And I'm not sure where the revisionist history comes from on this subject but once again let's clear the air.

In the 1990's attempt this airport was going to be built most likely near Confidence WV or Evergreen Church. Both are in Putnam County. This airport was going to serve Huntington, Charleston and Parkersburg. Not sure why people leave out Parkersburg when they rehash this saga...

Anyhow some half-brained last minute proposal was put out there to put the Airport in Lincoln county of all places. At that point Parkersburg says see-ya and Charleston was basically hold off wait a minute what's going on here?

So instead of having a truly regional airport with a bypass from 77 to 64, and access to the semi usable land of northern Putnam and Jackson counties we are at where we are at today because once again corruption rules the roost in WV.

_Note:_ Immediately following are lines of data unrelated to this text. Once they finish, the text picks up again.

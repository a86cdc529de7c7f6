use crate::marketplace::CompetingOffers;
use crate::reading::ConflictPolicy;
use crate::reading::stats::MAX_HEATMAP_DAYS;
use clap::{Parser, Subcommand};
use serde::{Deserialize, Serialize};
use std::net::SocketAddr;
use std::path::{Path, PathBuf};

/// Book Heaven backend: marketplace negotiation and reading progress.
#[derive(Parser, Debug, Clone)]
#[command(name = "book-heaven")]
#[command(author, version, about, long_about = None)]
pub struct Cli {
    /// Path to config file.
    #[arg(short, long, env = "BOOK_HEAVEN_CONFIG", global = true)]
    pub config: Option<PathBuf>,

    /// Subcommand to run.
    #[command(subcommand)]
    pub command: Option<Command>,
}

/// CLI subcommands.
#[derive(Subcommand, Debug, Clone)]
pub enum Command {
    /// Start the server (default if no command given).
    Serve {
        /// Address to bind the server to.
        #[arg(short, long)]
        bind: Option<SocketAddr>,
    },

    /// User management commands.
    User {
        /// User subcommand action.
        #[command(subcommand)]
        action: UserCommand,
    },

    /// Book catalog commands.
    Book {
        /// Book subcommand action.
        #[command(subcommand)]
        action: BookCommand,
    },

    /// Initialize database and create default config.
    Init {
        /// Force overwrite existing config.
        #[arg(short, long)]
        force: bool,
    },
}

/// User management subcommands.
#[derive(Subcommand, Debug, Clone)]
pub enum UserCommand {
    /// Add a new user.
    Add {
        /// Username.
        username: String,
        /// Password (will prompt if not provided).
        #[arg(short, long)]
        password: Option<String>,
        /// User role (admin or user).
        #[arg(short, long, default_value = "user")]
        role: String,
    },

    /// Delete a user.
    Del {
        /// Username to delete.
        username: String,
    },

    /// List all users.
    List,

    /// Change user password.
    Passwd {
        /// Username.
        username: String,
        /// New password (will prompt if not provided).
        #[arg(short, long)]
        password: Option<String>,
    },
}

/// Book catalog subcommands.
#[derive(Subcommand, Debug, Clone)]
pub enum BookCommand {
    /// Add a book to the catalog.
    Add {
        /// Book title.
        title: String,
        /// Author name.
        #[arg(short, long)]
        author: Option<String>,
        /// Total page count, if known.
        #[arg(long)]
        pages: Option<i64>,
    },

    /// List catalog books.
    List,
}

/// Main configuration from TOML file.
#[derive(Debug, Clone, Default, Serialize, Deserialize)]
pub struct Config {
    /// Server configuration.
    #[serde(default)]
    pub server: ServerConfig,

    /// Database configuration.
    #[serde(default)]
    pub database: DatabaseConfig,

    /// Authentication configuration.
    #[serde(default)]
    pub auth: AuthConfig,

    /// Marketplace negotiation policy.
    #[serde(default)]
    pub marketplace: MarketplaceConfig,

    /// Reading progress policy.
    #[serde(default)]
    pub reading: ReadingConfig,
}

/// Server configuration.
#[derive(Debug, Clone, Serialize, Deserialize)]
pub struct ServerConfig {
    /// Address to bind to.
    #[serde(default = "default_bind")]
    pub bind: SocketAddr,
}

impl Default for ServerConfig {
    fn default() -> Self {
        Self {
            bind: default_bind(),
        }
    }
}

fn default_bind() -> SocketAddr {
    SocketAddr::new(
        std::net::IpAddr::V4(std::net::Ipv4Addr::new(0, 0, 0, 0)),
        8080,
    )
}

/// Database configuration.
#[derive(Debug, Clone, Serialize, Deserialize)]
pub struct DatabaseConfig {
    /// Path to SQLite database file.
    #[serde(default = "default_db_path")]
    pub path: PathBuf,
}

impl Default for DatabaseConfig {
    fn default() -> Self {
        Self {
            path: default_db_path(),
        }
    }
}

fn default_db_path() -> PathBuf {
    PathBuf::from("data/book-heaven.db")
}

/// Authentication configuration.
#[derive(Debug, Clone, Serialize, Deserialize)]
pub struct AuthConfig {
    /// Registration mode: "open", "disabled".
    #[serde(default = "default_registration")]
    pub registration: String,

    /// Session token duration in days.
    #[serde(default = "default_session_days")]
    pub session_days: u32,

    /// Expired session cleanup interval in seconds (0 to disable).
    #[serde(default = "default_cleanup_interval")]
    pub cleanup_interval_seconds: u64,
}

impl Default for AuthConfig {
    fn default() -> Self {
        Self {
            registration: default_registration(),
            session_days: default_session_days(),
            cleanup_interval_seconds: default_cleanup_interval(),
        }
    }
}

fn default_registration() -> String {
    "open".to_string()
}

fn default_session_days() -> u32 {
    30
}

fn default_cleanup_interval() -> u64 {
    3600
}

impl AuthConfig {
    /// Check if registration is enabled.
    pub fn registration_enabled(&self) -> bool {
        self.registration == "open"
    }
}

/// Marketplace configuration.
#[derive(Debug, Clone, Serialize, Deserialize)]
pub struct MarketplaceConfig {
    /// Move a listing to PENDING when it receives an offer.
    #[serde(default = "default_mark_pending")]
    pub mark_pending_on_offer: bool,

    /// What happens to other open offers when one is accepted.
    #[serde(default)]
    pub competing_offers: CompetingOffers,
}

impl Default for MarketplaceConfig {
    fn default() -> Self {
        Self {
            mark_pending_on_offer: default_mark_pending(),
            competing_offers: CompetingOffers::default(),
        }
    }
}

fn default_mark_pending() -> bool {
    true
}

/// Reading progress configuration.
#[derive(Debug, Clone, Serialize, Deserialize)]
pub struct ReadingConfig {
    /// How concurrent progress reports for the same book are resolved.
    #[serde(default)]
    pub conflict_policy: ConflictPolicy,

    /// Largest heatmap window accepted, in days.
    #[serde(default = "default_heatmap_max_days")]
    pub heatmap_max_days: u32,
}

impl Default for ReadingConfig {
    fn default() -> Self {
        Self {
            conflict_policy: ConflictPolicy::default(),
            heatmap_max_days: default_heatmap_max_days(),
        }
    }
}

fn default_heatmap_max_days() -> u32 {
    MAX_HEATMAP_DAYS
}

impl Config {
    /// Load configuration from file.
    pub fn load(path: &Path) -> crate::error::Result<Self> {
        let content = std::fs::read_to_string(path).map_err(|e| {
            crate::error::AppError::Config(format!("Failed to read config file: {}", e))
        })?;

        Self::parse(&content)
    }

    /// Parse configuration from TOML text.
    pub fn parse(content: &str) -> crate::error::Result<Self> {
        let config: Self = toml::from_str(content).map_err(|e| {
            crate::error::AppError::Config(format!("Failed to parse config file: {}", e))
        })?;

        config.validate()?;
        Ok(config)
    }

    /// Reject values the services cannot honour.
    fn validate(&self) -> crate::error::Result<()> {
        let days = self.reading.heatmap_max_days;
        if days == 0 || days > MAX_HEATMAP_DAYS {
            return Err(crate::error::AppError::Config(format!(
                "reading.heatmap_max_days must be between 1 and {}, got {}",
                MAX_HEATMAP_DAYS, days
            )));
        }
        Ok(())
    }

    /// Find config file in default locations.
    pub fn find_config_file() -> Option<PathBuf> {
        let candidates = [
            PathBuf::from("config.toml"),
            PathBuf::from("book-heaven.toml"),
            dirs::config_dir()
                .map(|p| p.join("book-heaven").join("config.toml"))
                .unwrap_or_default(),
            PathBuf::from("/etc/book-heaven/config.toml"),
        ];

        candidates
            .into_iter()
            .find(|p| !p.as_os_str().is_empty() && p.exists())
    }

    /// Generate default config file content.
    pub fn generate_default() -> String {
        r#"# book-heaven configuration

[server]
bind = "0.0.0.0:8080"

[database]
# path = "/var/lib/book-heaven/book-heaven.db"

[auth]
# Registration mode: "open" or "disabled"
registration = "open"
# Session duration in days
session_days = 30
# Expired session cleanup interval in seconds (0 to disable)
cleanup_interval_seconds = 3600

[marketplace]
# Move a listing to PENDING as soon as it receives an offer
mark_pending_on_offer = true
# Other open offers when one is accepted: "keep" or "reject"
competing_offers = "keep"

[reading]
# Concurrent progress reports: "last_write_wins" or "version_checked"
conflict_policy = "last_write_wins"
heatmap_max_days = 366
"#
        .to_string()
    }
}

The reason Midway died was not for the reasons you are stating John, although it is what nearly most believe. I dislike being on opposite sides of any topic with you, but on this one it was economics and precedence that drove the decision to half further work on the project.


These projects of regional shared hub airports with cargo centers had already been tried in other areas of the country since the early 1980s. All of them failed to deliver on their forecast and most of them had to be transformed to break even. None has been a success and 2 of them have been closed completely.


The FAA was not really ready to pursue another such facility in a state that has even less upside than some place in Illinois of North Carolina. Economically the whole thing had no future.


But, it did not stop all of the land speculation going on in the possible locations. There were many that swooped in, bought up cheap land and stupidly cheap prices and then sat on it waiting for the government to come in and offer fair market value based on the value of the land as it was projected as an airport. They would get stinking rich overnight and the taxpayer would be footing the bill.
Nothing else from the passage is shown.